BRASÍLIA – CURVAS DA MODERNIDADE


Descobri desde cedo que algumas sacadas, principalmente as iluminadas, têm o poder de influenciar a vida de milhares de outras pessoas. E não é que a ideia do estadista mineiro, Juscelino Kubitscheck, de retirar dos cariocas sua capital federal também iria mexer com minha família, lá num pedacinho distante do Oeste potiguar.

Tudo começou com meu tio Bila, que se tornou um precursor entre nós. Partiu, em 1956, desbravando com seu caminhão, chamado carinhosamente de “Gira-mundo”, todo o Nordeste, Minas, São Paulo, Rio de Janeiro e depois foi parar em Goiás. Ali, nem ele mesmo desconfiava, iria plantar seus pés definitivamente naquele sagrado quinhão de terra, que logo aprendeu a amar.

Depois meus avós, Pedro Alves e Dona Mocinha, que foram se juntar aos demais filhos, os quais seguiram antes para edificar a nova capital.

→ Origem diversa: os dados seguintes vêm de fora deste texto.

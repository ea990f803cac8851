//! Append-only JSON-lines audit trail for security-relevant operations
//! (spec §1 "Ambient stack — Logging"): proposal approval/rejection, mission
//! escalation, step dispatch, config load.

use std::fs::OpenOptions;
use std::io::Write;
use std::path::Path;
use std::sync::{Arc, Mutex};

use anyhow::{Context, Result};
use chrono::{DateTime, Utc};
use serde::{Deserialize, Serialize};
use serde_json::Value;

#[derive(Debug, Clone, Serialize, Deserialize, PartialEq, Eq)]
#[serde(rename_all = "snake_case")]
pub enum AuditEventType {
    ProposalApproved,
    ProposalRejected,
    MissionEscalated,
    StepDispatched,
    ConfigLoaded,
}

#[derive(Debug, Clone, Serialize, Deserialize, PartialEq, Eq)]
#[serde(rename_all = "snake_case")]
pub enum AuditOutcome {
    Success,
    Failure,
}

#[derive(Debug, Clone, Serialize, Deserialize)]
pub struct AuditEvent {
    pub timestamp: DateTime<Utc>,
    pub event_type: AuditEventType,
    pub operation: String,
    pub actor: String,
    pub resource_id: Option<String>,
    pub outcome: AuditOutcome,
    pub metadata: Option<Value>,
}

#[derive(Clone)]
pub struct AuditLog {
    file: Arc<Mutex<std::fs::File>>,
}

impl AuditLog {
    pub fn open(log_path: impl AsRef<Path>) -> Result<Self> {
        let log_path = log_path.as_ref();
        if let Some(parent) = log_path.parent() {
            std::fs::create_dir_all(parent).context("failed to create audit log directory")?;
        }
        let file = OpenOptions::new().create(true).append(true).open(log_path).context("failed to open audit log")?;
        Ok(Self { file: Arc::new(Mutex::new(file)) })
    }

    pub fn record(
        &self,
        event_type: AuditEventType,
        operation: &str,
        actor: &str,
        resource_id: Option<&str>,
        outcome: AuditOutcome,
        metadata: Option<Value>,
    ) -> Result<()> {
        let event = AuditEvent {
            timestamp: Utc::now(),
            event_type,
            operation: operation.to_string(),
            actor: actor.to_string(),
            resource_id: resource_id.map(String::from),
            outcome,
            metadata,
        };

        let json = serde_json::to_string(&event).context("failed to serialize audit event")?;
        {
            let mut file = self.file.lock().map_err(|e| anyhow::anyhow!("audit log mutex poisoned: {e}"))?;
            writeln!(file, "{json}").context("failed to write audit event")?;
            file.flush().context("failed to flush audit log")?;
        }

        tracing::info!(
            event_type = ?event.event_type,
            operation = %event.operation,
            actor = %event.actor,
            resource_id = ?event.resource_id,
            outcome = ?event.outcome,
            "audit event"
        );
        Ok(())
    }
}

#[cfg(test)]
mod tests {
    use super::*;
    use tempfile::tempdir;

    #[test]
    fn appends_one_line_per_event() {
        let dir = tempdir().unwrap();
        let path = dir.path().join("audit.jsonl");
        let log = AuditLog::open(&path).unwrap();

        log.record(AuditEventType::ProposalApproved, "approve_proposal", "system", Some("prop-1"), AuditOutcome::Success, None)
            .unwrap();
        log.record(AuditEventType::MissionEscalated, "escalate_mission", "orchestrator", Some("mission-1"), AuditOutcome::Success, None)
            .unwrap();

        let contents = std::fs::read_to_string(&path).unwrap();
        assert_eq!(contents.lines().count(), 2);
        assert!(contents.contains("proposal_approved"));
        assert!(contents.contains("mission_escalated"));
    }
}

Quase todos os irmãos migraram para o maior canteiro de obras brasileiro, com exceção da minha mãe e do meu tio Antônio.

A contar de abril de 1960, o Planalto Central passou a abrigar oficialmente a capital do Brasil, pois, no dia 21, foi apresentada ao mundo a princesinha curvilínea, uma magnífica obra arquitetônica, saída da genialidade de um brasileiro.

Enquanto os fogos riscavam o céu, minha mãe sentia algumas contrações, mas quis o destino que eu nascesse dois dias depois do grande evento. Quase ganhei o nome de Jorge, mas não poderia fugir da nossa tradição: as mulheres são Marias, e os homens são Josés.

Vinte e três anos depois, fui fazer um curso em Brasília, tendo o privilégio de colocar os pés na central das decisões políticas, sociais e econômicas brasileiras. E foi o mesmo tio Bila que me carregou do aeroporto diretamente para sua casa. Fui tratado como príncipe por minha tia Maria e primos. Depois de conhecer os demais tios: João Bosco, Mariquinha, Neném, Deia e Teresinha, e os muitos primos que ali nasceram, segui para conhecer as curvas da modernidade.

Diante de tanta beleza que contemplei no tour que meu tio me proporcionou, não me cansei de admirar tudo que via, podendo assim encontrar a exata tradução das palavras do seu criador: “Não é o ângulo reto que me atrai, nem a linha reta, dura, inflexível, criada pelo homem. O que me atrai é a curva livre e sensual, a curva que encontro nas montanhas do meu país, no curso sinuoso dos seus rios, nas ondas do mar, no corpo da mulher preferida. De curvas é feito o universo, o universo curvo de Einstein.” (Oscar Niemeyer).

Hoje, 21 de abril, ao completar 51 anos, a cidade tem o orgulho de ser um lugar com muito verde, apresentando baixos índices de analfabetismo e de desemprego, possui uma renda per capita acima da média e por estar crescendo em um ritmo de causar inveja aos grandes centros.

Parabéns a todos os candangos que atenderam ao chamado de Juscelino, saindo dos rincões mais distantes do Brasil para erguer um sonho com a argamassa sólida de muito trabalho, especialmente aos meus familiares, que fazem parte também desta linda história.